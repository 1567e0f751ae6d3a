//! Raw token definitions for the kiwi scanner
//!
//! Tokenization itself is handled entirely by logos. These raw tokens carry
//! no position information; [`super::tokenize`] attaches positions and maps
//! them onto the public [`TokenKind`] set.
use super::token::TokenKind;
use logos::Logos;

#[derive(Logos, Debug, PartialEq, Eq, Clone, Copy)]
#[logos(skip r"[ \t\f]+")]
#[logos(skip r"\\\r?\n")]
pub enum RawToken {
    #[regex(r"[A-Za-z_][A-Za-z0-9_]*")]
    Name,

    #[regex(r"[0-9][0-9_]*(\.[0-9][0-9_]*)?([eE][+-]?[0-9]+)?")]
    #[regex(r"0[xX][0-9a-fA-F_]+")]
    Number,

    #[regex(r#""([^"\\\n]|\\.)*""#)]
    #[regex(r#"'([^'\\\n]|\\.)*'"#)]
    String,

    #[regex(r"\r?\n")]
    Newline,

    #[regex(r"#[^\r\n]*")]
    Comment,

    // Not a token on its own; the stream adapter may fuse it with a name
    #[token("$")]
    Dollar,

    #[token("(")]
    LPar,
    #[token(")")]
    RPar,
    #[token("[")]
    LSqb,
    #[token("]")]
    RSqb,
    #[token("{")]
    LBrace,
    #[token("}")]
    RBrace,
    #[token(":")]
    Colon,
    #[token(",")]
    Comma,
    #[token(";")]
    Semi,
    #[token(".")]
    Dot,
    #[token("...")]
    Ellipsis,
    #[token("*")]
    Star,
    #[token("**")]
    DoubleStar,
    #[token("+")]
    Plus,
    #[token("-")]
    Minus,
    #[token("/")]
    Slash,
    #[token("//")]
    DoubleSlash,
    #[token("%")]
    Percent,
    #[token("=")]
    Equal,
    #[token("==")]
    EqEqual,
    #[token("!=")]
    NotEqual,
    #[token("<")]
    Less,
    #[token("<=")]
    LessEqual,
    #[token(">")]
    Greater,
    #[token(">=")]
    GreaterEqual,
    #[token("->")]
    RArrow,
    #[token("@")]
    At,
    #[token("&")]
    Amper,
    #[token("|")]
    VBar,
    #[token("^")]
    Circumflex,
    #[token("~")]
    Tilde,
    #[token("!")]
    Exclamation,
    #[token("?")]
    Question,
}

impl RawToken {
    pub fn kind(&self) -> TokenKind {
        match self {
            RawToken::Name => TokenKind::Name,
            RawToken::Number => TokenKind::Number,
            RawToken::String => TokenKind::String,
            RawToken::Newline => TokenKind::Newline,
            RawToken::Comment => TokenKind::Comment,
            RawToken::Dollar => TokenKind::ErrorToken,
            RawToken::LPar => TokenKind::LPar,
            RawToken::RPar => TokenKind::RPar,
            RawToken::LSqb => TokenKind::LSqb,
            RawToken::RSqb => TokenKind::RSqb,
            RawToken::LBrace => TokenKind::LBrace,
            RawToken::RBrace => TokenKind::RBrace,
            RawToken::Colon => TokenKind::Colon,
            RawToken::Comma => TokenKind::Comma,
            RawToken::Semi => TokenKind::Semi,
            RawToken::Dot => TokenKind::Dot,
            RawToken::Ellipsis => TokenKind::Ellipsis,
            RawToken::Star => TokenKind::Star,
            RawToken::DoubleStar => TokenKind::DoubleStar,
            RawToken::Plus => TokenKind::Plus,
            RawToken::Minus => TokenKind::Minus,
            RawToken::Slash => TokenKind::Slash,
            RawToken::DoubleSlash => TokenKind::DoubleSlash,
            RawToken::Percent => TokenKind::Percent,
            RawToken::Equal => TokenKind::Equal,
            RawToken::EqEqual => TokenKind::EqEqual,
            RawToken::NotEqual => TokenKind::NotEqual,
            RawToken::Less => TokenKind::Less,
            RawToken::LessEqual => TokenKind::LessEqual,
            RawToken::Greater => TokenKind::Greater,
            RawToken::GreaterEqual => TokenKind::GreaterEqual,
            RawToken::RArrow => TokenKind::RArrow,
            RawToken::At => TokenKind::At,
            RawToken::Amper => TokenKind::Amper,
            RawToken::VBar => TokenKind::VBar,
            RawToken::Circumflex => TokenKind::Circumflex,
            RawToken::Tilde => TokenKind::Tilde,
            RawToken::Exclamation => TokenKind::Exclamation,
            RawToken::Question => TokenKind::Question,
        }
    }
}

#[cfg(test)]
mod tests {
    use super::*;

    fn scan(source: &str) -> Vec<Result<RawToken, ()>> {
        RawToken::lexer(source).collect()
    }

    #[test]
    fn test_names_and_keywords_are_names() {
        assert_eq!(
            scan("package kiwi_2"),
            vec![Ok(RawToken::Name), Ok(RawToken::Name)]
        );
    }

    #[test]
    fn test_longest_operator_wins() {
        assert_eq!(
            scan("... ** -> // == ."),
            vec![
                Ok(RawToken::Ellipsis),
                Ok(RawToken::DoubleStar),
                Ok(RawToken::RArrow),
                Ok(RawToken::DoubleSlash),
                Ok(RawToken::EqEqual),
                Ok(RawToken::Dot),
            ]
        );
    }

    #[test]
    fn test_numbers_and_strings() {
        assert_eq!(
            scan("12 3.5 0xff \"hi\" 'x'"),
            vec![
                Ok(RawToken::Number),
                Ok(RawToken::Number),
                Ok(RawToken::Number),
                Ok(RawToken::String),
                Ok(RawToken::String),
            ]
        );
    }

    #[test]
    fn test_comment_runs_to_end_of_line() {
        assert_eq!(
            scan("a # b c\nd"),
            vec![
                Ok(RawToken::Name),
                Ok(RawToken::Comment),
                Ok(RawToken::Newline),
                Ok(RawToken::Name),
            ]
        );
    }

    #[test]
    fn test_dollar_is_its_own_token() {
        assert_eq!(
            scan("$name"),
            vec![Ok(RawToken::Dollar), Ok(RawToken::Name)]
        );
    }

    #[test]
    fn test_unknown_character_is_an_error() {
        assert_eq!(scan("`"), vec![Err(())]);
    }
}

+ + + +

Please find, in the entries above, every line where "Percent" occurs, and copy it.

__Exercise output__:
    Percent,
            RawToken::Percent => TokenKind::Percent,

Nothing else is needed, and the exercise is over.